IN today’s edition of Medical Myths, we will inspect and overturn 13 misunderstandings associated with epilepsy. Among other questions, we ask whether epilepsy is contagious, whether seizures hurt, and what treatment is available.
In our Medical Myths series, we approach medical misinformation head on. Using expert insight and peer reviewed research to wrestle fact from fiction, MNT brings clarity to the myth riddled world of health journalism.
According to the Centers for Disease Control and Prevention (CDC), epilepsy affects an estimated 1.2%Trusted Source of people in the United States. That equates to around 3.4 million people.
Globally, the World Health Organization (WHO)Trusted Source estimates that epilepsy affects around 50 million people. Of these, some 80% live in low- or middle-income countries.
The primary symptom for most people with epilepsy is seizures. These are surges of electrical activity in the brain. Where in the brain these seizures occur can alter how they affect the rest of the body.
Beyond managing seizures, people with epilepsy often have to deal with stigma. As the authors of one study write:
“The stigmatizing nature of epilepsy and its associated psychological distress have been reported to have a significant impact on the quality of life of individuals with epilepsy.”

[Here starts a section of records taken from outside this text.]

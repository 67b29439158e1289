//! Error taxonomy for a declaration scan
//!
//! Every variant is terminal: the scanner stops at the first one it detects
//! and never resynchronizes. Apart from [`ScanError::IoError`], which is
//! raised before the scanner runs, each variant carries the [`ScanCursor`]
//! where the failure was detected.

use super::cursor::ScanCursor;
use super::state::ScannerState;
use thiserror::Error;

/// Errors that end a scan
#[derive(Debug, Clone, PartialEq, Eq, Error)]
pub enum ScanError {
    /// The source could not be opened or read; the scanner was not invoked
    #[error("Cannot open input file '{path}': {reason}")]
    IoError { path: String, reason: String },

    /// An identifier was declared a second time
    #[error("Duplicate variable '{name}' at {location}")]
    DuplicateVariable { name: String, location: ScanCursor },

    /// A character the automaton cannot accept in its current state
    #[error("Syntax error at {location}: unexpected {}, expected {}", describe_char(.found), .state.expectation())]
    SyntaxError {
        found: char,
        state: ScannerState,
        location: ScanCursor,
    },

    /// A line with content ended in the middle of a declaration
    #[error("Missing semicolon at end of line {}", .location.line)]
    MissingTerminator { location: ScanCursor },

    /// The input ended in the middle of a declaration
    #[error("Unexpected end of input at {location}")]
    UnexpectedEndOfInput { location: ScanCursor },
}

impl ScanError {
    /// Where the failure was detected, if it happened inside the source.
    pub fn location(&self) -> Option<&ScanCursor> {
        match self {
            ScanError::IoError { .. } => None,
            ScanError::DuplicateVariable { location, .. } => Some(location),
            ScanError::SyntaxError { location, .. } => Some(location),
            ScanError::MissingTerminator { location } => Some(location),
            ScanError::UnexpectedEndOfInput { location } => Some(location),
        }
    }

    /// The short message printed in the report after `Error: `.
    pub fn message(&self) -> &'static str {
        match self {
            ScanError::IoError { .. } => "Cannot open input file",
            ScanError::DuplicateVariable { .. } => "Duplicate variable name",
            ScanError::SyntaxError { .. } => "Syntax error",
            ScanError::MissingTerminator { .. } => "Missing semicolon at end of line",
            ScanError::UnexpectedEndOfInput { .. } => "Unexpected end of input",
        }
    }

    pub fn duplicate_name(&self) -> Option<&str> {
        match self {
            ScanError::DuplicateVariable { name, .. } => Some(name),
            _ => None,
        }
    }

    /// Malformed text as opposed to a semantic or I/O problem.
    pub fn is_syntax_class(&self) -> bool {
        matches!(
            self,
            ScanError::SyntaxError { .. } | ScanError::MissingTerminator { .. }
        )
    }
}

fn describe_char(c: &char) -> String {
    match *c {
        '\n' => "end of line".to_string(),
        '\t' => "tab".to_string(),
        ' ' => "space".to_string(),
        c if c.is_ascii_graphic() => format!("'{}'", c),
        c => format!("'\\u{{{:04x}}}'", c as u32),
    }
}
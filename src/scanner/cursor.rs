//! Line/column bookkeeping for the scanner

use std::fmt;

/// Position of the scanner in the source.
///
/// `line` is 1-based. `column` is the 0-based index of the character within
/// its physical line; reports add one when displaying it.
#[derive(Debug, Clone, Copy, PartialEq, Eq, Default)]
pub struct ScanCursor {
    pub line: usize,
    pub column: usize,
}

impl ScanCursor {
    pub fn new(line: usize, column: usize) -> Self {
        Self { line, column }
    }

    /// Cursor at the first character of the first line.
    pub fn start() -> Self {
        Self::new(1, 0)
    }

    /// Column as shown to users (1-based).
    pub fn display_column(&self) -> usize {
        self.column + 1
    }

    pub(crate) fn advance_column(&mut self) {
        self.column += 1;
    }

    /// Move to the next line. The column keeps its value until the next
    /// line starts being consumed, so end-of-input errors point just past
    /// the last character read.
    pub(crate) fn next_line(&mut self) {
        self.line += 1;
    }
}

impl fmt::Display for ScanCursor {
    fn fmt(&self, f: &mut fmt::Formatter<'_>) -> fmt::Result {
        write!(f, "line {}, position {}", self.line, self.display_column())
    }
}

One way of reducing stigma is to arm people with the facts about epilepsy. Below, we tackle 13 epilepsy myths. To help us, we have recruited the insight of Dr. Clifford Segil, a neurologist at Providence Saint John’s Health Center in Santa Monica, CA.
Although epilepsy is probably the most well-known seizure condition, it is not the only one. Epilepsy is caused by abnormal electrical activity in the brain, whereas other conditions may have different mechanisms.
For instance, low blood sugar or problems with the way the heart functions can cause non-epileptic seizures.
The most common form of non-epileptic seizures is dissociative seizures, or psychogenic non-epileptic seizures (PNES).